What you will do
The whole of the data is to be reproduced exactly.
(Provided material)
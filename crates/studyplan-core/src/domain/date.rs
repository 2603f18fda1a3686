//! Calendar dates for scheduled tasks.
//!
//! Dates are kept in their canonical zero-padded `YYYY-MM-DD` text form and
//! compared as strings. Ordering by the string is only equal to ordering by
//! date because the form is fixed width, so every constructor that produces a
//! new date goes through `%Y-%m-%d` formatting.
//!
//! Rows read back from the store are wrapped verbatim (`TaskDate::raw`): a
//! corrupt value still sorts lexicographically and never matches a real day.

use std::fmt;

use chrono::NaiveDate;
use serde::{Deserialize, Serialize};

const CANONICAL_FORMAT: &str = "%Y-%m-%d";
const CANONICAL_LEN: usize = 10;

#[derive(Debug, Clone, PartialEq, Eq, thiserror::Error)]
pub enum DateError {
    #[error("date '{0}' is not in YYYY-MM-DD form")]
    NotCanonical(String),

    #[error("date '{0}' is not a valid calendar day")]
    InvalidDay(String),
}

/// Scheduled day of a task (no time component).
#[derive(Debug, Clone, PartialEq, Eq, Hash, PartialOrd, Ord, Serialize, Deserialize)]
#[serde(transparent)]
pub struct TaskDate(String);

impl TaskDate {
    /// Parse user input, accepting only the canonical form.
    pub fn parse(input: &str) -> Result<Self, DateError> {
        let trimmed = input.trim();
        if !has_canonical_shape(trimmed) {
            return Err(DateError::NotCanonical(trimmed.to_string()));
        }
        NaiveDate::parse_from_str(trimmed, CANONICAL_FORMAT)
            .map_err(|_| DateError::InvalidDay(trimmed.to_string()))?;
        Ok(Self(trimmed.to_string()))
    }

    pub fn from_naive(date: NaiveDate) -> Self {
        Self(date.format(CANONICAL_FORMAT).to_string())
    }

    /// Wrap a stored value without validation.
    pub fn raw(value: impl Into<String>) -> Self {
        Self(value.into())
    }

    pub fn as_str(&self) -> &str {
        &self.0
    }

    pub fn is_canonical(&self) -> bool {
        has_canonical_shape(&self.0)
            && NaiveDate::parse_from_str(&self.0, CANONICAL_FORMAT).is_ok()
    }

    pub fn to_naive(&self) -> Option<NaiveDate> {
        if !has_canonical_shape(&self.0) {
            return None;
        }
        NaiveDate::parse_from_str(&self.0, CANONICAL_FORMAT).ok()
    }
}

impl fmt::Display for TaskDate {
    fn fmt(&self, f: &mut fmt::Formatter<'_>) -> fmt::Result {
        f.write_str(&self.0)
    }
}

impl From<NaiveDate> for TaskDate {
    fn from(date: NaiveDate) -> Self {
        Self::from_naive(date)
    }
}

/// `dddd-dd-dd`. chrono alone would also accept `2024-3-5`.
fn has_canonical_shape(s: &str) -> bool {
    let bytes = s.as_bytes();
    bytes.len() == CANONICAL_LEN
        && bytes.iter().enumerate().all(|(i, b)| match i {
            4 | 7 => *b == b'-',
            _ => b.is_ascii_digit(),
        })
}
(End Provided material)
Response
filename crates/studyplan-core/src/domain/date.rs
repository 2603f18fda1a3686
//! Calendar dates for scheduled tasks.
//!
//! Dates are kept in their canonical zero-padded `YYYY-MM-DD` text form and
//! compared as strings. Ordering by the string is only equal to ordering by
//! date because the form is fixed width, so every constructor that produces a
//! new date goes through `%Y-%m-%d` formatting.
//!
//! Rows read back from the store are wrapped verbatim (`TaskDate::raw`): a
//! corrupt value still sorts lexicographically and never matches a real day.

use std::fmt;

use chrono::NaiveDate;
use serde::{Deserialize, Serialize};

const CANONICAL_FORMAT: &str = "%Y-%m-%d";
const CANONICAL_LEN: usize = 10;

#[derive(Debug, Clone, PartialEq, Eq, thiserror::Error)]
pub enum DateError {
    #[error("date '{0}' is not in YYYY-MM-DD form")]
    NotCanonical(String),

    #[error("date '{0}' is not a valid calendar day")]
    InvalidDay(String),
}

/// Scheduled day of a task (no time component).
#[derive(Debug, Clone, PartialEq, Eq, Hash, PartialOrd, Ord, Serialize, Deserialize)]
#[serde(transparent)]
pub struct TaskDate(String);

impl TaskDate {
    /// Parse user input, accepting only the canonical form.
    pub fn parse(input: &str) -> Result<Self, DateError> {
        let trimmed = input.trim();
        if !has_canonical_shape(trimmed) {
            return Err(DateError::NotCanonical(trimmed.to_string()));
        }
        NaiveDate::parse_from_str(trimmed, CANONICAL_FORMAT)
            .map_err(|_| DateError::InvalidDay(trimmed.to_string()))?;
        Ok(Self(trimmed.to_string()))
    }

    pub fn from_naive(date: NaiveDate) -> Self {
        Self(date.format(CANONICAL_FORMAT).to_string())
    }

    /// Wrap a stored value without validation.
    pub fn raw(value: impl Into<String>) -> Self {
        Self(value.into())
    }

    pub fn as_str(&self) -> &str {
        &self.0
    }

    pub fn is_canonical(&self) -> bool {
        has_canonical_shape(&self.0)
            && NaiveDate::parse_from_str(&self.0, CANONICAL_FORMAT).is_ok()
    }

    pub fn to_naive(&self) -> Option<NaiveDate> {
        if !has_canonical_shape(&self.0) {
            return None;
        }
        NaiveDate::parse_from_str(&self.0, CANONICAL_FORMAT).ok()
    }
}

impl fmt::Display for TaskDate {
    fn fmt(&self, f: &mut fmt::Formatter<'_>) -> fmt::Result {
        f.write_str(&self.0)
    }
}

impl From<NaiveDate> for TaskDate {
    fn from(date: NaiveDate) -> Self {
        Self::from_naive(date)
    }
}

/// `dddd-dd-dd`. chrono alone would also accept `2024-3-5`.
fn has_canonical_shape(s: &str) -> bool {
    let bytes = s.as_bytes();
    bytes.len() == CANONICAL_LEN
        && bytes.iter().enumerate().all(|(i, b)| match i {
            4 | 7 => *b == b'-',
            _ => b.is_ascii_digit(),
        })
}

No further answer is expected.